9. How the Ground Truth for the Training Set Was Established
- As a training set is not explicitly described for this submission, the method for establishing its ground truth is not provided. However, for similar in-vitro diagnostic devices, the ground truth for training/development (if applicable) would typically be established using validated laboratory reference methods such as GC/MS or LC/MS, similar to the method used for the test set.
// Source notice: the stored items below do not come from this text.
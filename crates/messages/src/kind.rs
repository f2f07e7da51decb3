//! Consensus message kinds.

use sbor::prelude::BasicSbor;

/// The four Istanbul BFT message kinds.
///
/// The variant order fixes the protocol integer encoding
/// (`Preprepare = 0` through `RoundChange = 3`). `Preprepare`, `Prepare`
/// and `Commit` are ordered by that encoding; `RoundChange` is not ordered
/// against the others — it is handled separately wherever ordering matters.
#[derive(Debug, Clone, Copy, PartialEq, Eq, Hash, BasicSbor)]
pub enum MessageKind {
    /// Proposal broadcast by the round's proposer.
    Preprepare,
    /// Vote that a proposal was received for the view.
    Prepare,
    /// Vote that a prepare quorum was observed for the view.
    Commit,
    /// Request to move the sequence to a later round.
    RoundChange,
}

impl MessageKind {
    /// Get a human-readable name for this message kind.
    pub fn type_name(&self) -> &'static str {
        match self {
            MessageKind::Preprepare => "Preprepare",
            MessageKind::Prepare => "Prepare",
            MessageKind::Commit => "Commit",
            MessageKind::RoundChange => "RoundChange",
        }
    }

    /// Protocol integer encoding of the kind.
    pub fn code(&self) -> u8 {
        match self {
            MessageKind::Preprepare => 0,
            MessageKind::Prepare => 1,
            MessageKind::Commit => 2,
            MessageKind::RoundChange => 3,
        }
    }
}
//! SBOR payload encoding and decoding.

use sbor::{BasicDecode, BasicEncode};
use thiserror::Error;

/// Errors that can occur while encoding or decoding message payloads.
#[derive(Debug, Error)]
pub enum CodecError {
    #[error("SBOR encode error: {0}")]
    Encode(String),

    #[error("SBOR decode error: {0}")]
    Decode(String),

    #[error("payload kind mismatch: expected {expected}, got {actual}")]
    KindMismatch {
        expected: &'static str,
        actual: &'static str,
    },
}

/// Encode a payload struct to SBOR bytes.
pub fn encode_payload<T: BasicEncode>(value: &T) -> Result<Vec<u8>, CodecError> {
    sbor::basic_encode(value).map_err(|e| CodecError::Encode(format!("{:?}", e)))
}

/// Decode a payload struct from SBOR bytes.
pub fn decode_payload<T: BasicDecode>(bytes: &[u8]) -> Result<T, CodecError> {
    sbor::basic_decode(bytes).map_err(|e| CodecError::Decode(format!("{:?}", e)))
}
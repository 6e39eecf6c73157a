//! Blocking archive download.
use std::{
    fs::File,
    io::BufReader,
    path::{Path, PathBuf},
};

use log::{debug, info};
use reqwest::Url;

use crate::error::Error;

/// file name used when the url has no usable path segment.
const FALLBACK_NAME: &str = "download";

/// Local file name for `url`: its last non-empty path segment.
pub fn file_name(url: &Url) -> String {
    url.path_segments()
        .and_then(|segments| segments.filter(|s| !s.is_empty()).last())
        .map(String::from)
        .unwrap_or_else(|| FALLBACK_NAME.to_string())
}

/// attempt to download from `url`, storing the result in `folder`/<file name>.
///
/// No retry nor resume is attempted. Non-success statuses are errors.
pub fn download_from(url: &str, folder: &Path) -> Result<PathBuf, Error> {
    let url = Url::parse(url)?;
    let path = folder.join(file_name(&url));

    //fire blocking request, create out file,
    //stream the body into the file.
    info!("downloading {} to {:?}", url, path);
    let client = reqwest::blocking::Client::new();
    let response = client.get(url).send()?.error_for_status()?;
    let mut out = File::create(&path)?;
    let mut buf = BufReader::new(response);
    let size = std::io::copy(&mut buf, &mut out)?;
    debug!("wrote {} bytes to {:?}", size, path);

    Ok(path)
}

#[cfg(test)]
mod tests {
    use super::*;

    #[test]
    fn name_from_url() {
        let url = Url::parse(
            "https://github.com/nuhaalbadi/Arabic_hatespeech/archive/refs/heads/master.zip",
        )
        .unwrap();
        assert_eq!(file_name(&url), "master.zip");

        let url = Url::parse("https://ndownloader.figshare.com/articles/4267550/versions/5/")
            .unwrap();
        assert_eq!(file_name(&url), "5");

        let url = Url::parse("http://example.com").unwrap();
        assert_eq!(file_name(&url), FALLBACK_NAME);
    }

    #[test]
    fn invalid_url() {
        let dir = tempfile::tempdir().unwrap();
        let res = download_from("not a url", dir.path());
        assert!(matches!(res, Err(Error::Url(_))));
    }
}
/*! Download integrity checks.

Archives are verified against a sha256 digest declared by their dataset.
Digests are lowercase hex strings, as produced by `sha256sum`.
!*/
use std::fs::File;
use std::io::{self, BufReader};
use std::path::Path;

use log::{debug, warn};
use sha2::{Digest, Sha256};

use crate::error::Error;

/// compute the sha256 digest of the file pointed by `path` by using [io::copy] between a buffered file handler and the hasher.
/// The file is streamed, so big archives are never fully loaded in memory.
pub fn digest(path: &Path) -> Result<String, Error> {
    let mut f = BufReader::new(File::open(path)?);
    let mut hasher = Sha256::new();
    io::copy(&mut f, &mut hasher)?;
    let result = format!("{:x}", hasher.finalize());
    debug!("sha256 of {:?}: {}", path, result);
    Ok(result)
}

/// Check that the digest of `path` equals `expected`.
///
/// A mismatch is not an error: a warning naming `dataset` and both digests is emitted and `false` is returned.
/// An empty `expected` never matches, callers wanting to skip verification have to do so explicitly.
pub fn verify(dataset: &str, expected: &str, path: &Path) -> Result<bool, Error> {
    let actual = digest(path)?;
    Ok(check_digest(dataset, expected, &actual))
}

/// Compare an already computed digest to `expected`, warning on mismatch as [verify] does.
pub fn check_digest(dataset: &str, expected: &str, actual: &str) -> bool {
    if actual == expected {
        true
    } else {
        warn!(
            "[{}] Expected dataset hash to be {:?} but was {}",
            dataset, expected, actual
        );
        false
    }
}
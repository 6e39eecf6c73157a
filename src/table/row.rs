//! Rows.
use super::{Labels, Value};

/// Canonical text column.
pub const TEXT: &str = "text";
/// Canonical labels column.
pub const LABELS: &str = "labels";

/// An ordered mapping of column names to [Value]s, plus the row's [Labels] if it has some.
///
/// Labels are not a regular column: use [Row::labels] and [Row::set_labels].
/// A plain column named [LABELS] is ignored when the row is written.
#[derive(Debug, Clone, PartialEq, Default)]
pub struct Row {
    columns: Vec<(String, Value)>,
    labels: Option<Labels>,
}

impl Row {
    pub fn new() -> Self {
        Self::default()
    }

    /// Get the value of `column`.
    pub fn get(&self, column: &str) -> Option<&Value> {
        self.columns
            .iter()
            .find(|(name, _)| name == column)
            .map(|(_, value)| value)
    }

    /// Set the value of `column`.
    /// An existing column keeps its position, a new one is appended.
    pub fn insert(&mut self, column: impl Into<String>, value: impl Into<Value>) {
        let column = column.into();
        let value = value.into();
        match self.columns.iter_mut().find(|(name, _)| *name == column) {
            Some((_, v)) => *v = value,
            None => self.columns.push((column, value)),
        }
    }

    /// Remove `column`, returning its value.
    pub fn remove(&mut self, column: &str) -> Option<Value> {
        let pos = self.columns.iter().position(|(name, _)| name == column)?;
        Some(self.columns.remove(pos).1)
    }

    /// Remove every listed column. Absent columns are ignored.
    pub fn drop_columns(&mut self, columns: &[&str]) {
        self.columns
            .retain(|(name, _)| !columns.contains(&name.as_str()));
    }

    /// Column names, in order.
    pub fn columns(&self) -> impl Iterator<Item = &str> {
        self.columns.iter().map(|(name, _)| name.as_str())
    }

    pub fn text(&self) -> Option<&str> {
        self.get(TEXT).and_then(Value::as_str)
    }

    pub fn set_text(&mut self, text: impl Into<String>) {
        self.insert(TEXT, Value::Str(text.into()));
    }

    pub fn labels(&self) -> Option<&Labels> {
        self.labels.as_ref()
    }

    pub fn set_labels(&mut self, labels: Labels) {
        self.labels = Some(labels);
    }

    pub fn take_labels(&mut self) -> Option<Labels> {
        self.labels.take()
    }
}

impl<K: Into<String>, V: Into<Value>> FromIterator<(K, V)> for Row {
    fn from_iter<T: IntoIterator<Item = (K, V)>>(iter: T) -> Self {
        let mut row = Row::new();
        for (k, v) in iter {
            row.insert(k, v);
        }
        row
    }
}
§ 862.3170 Benzodiazepine test system.
(a)
Identification. A benzodiazepine test system is a device intended to measure any of the benzodiazepine compounds, sedative and hypnotic drugs, in blood, plasma, and urine. The benzodiazepine compounds include chlordiazepoxide, diazepam, oxazepam, chlorzepate, flurazepam, and nitrazepam. Measurements obtained by this device are used in the diagnosis and treatment of benzodiazepine use or overdose and in monitoring levels of benzodiazepines to ensure appropriate therapy.(b)
Classification. Class II (special controls). A benzodiazepine test system is not exempt if it is intended for any use other than employment or insurance testing or is intended for Federal drug testing programs. The device is exempt from the premarket notification procedures in subpart E of part 807 of this chapter subject to the limitations in § 862.9, provided the test system is intended for employment and insurance testing and includes a statement in the labeling that the device is intended solely for use in employment and insurance testing, and does not include devices intended for Federal drug testing programs (e.g., programs run by the Substance Abuse and Mental Health Services Administration (SAMHSA), the Department of Transportation (DOT), and the U.S. military).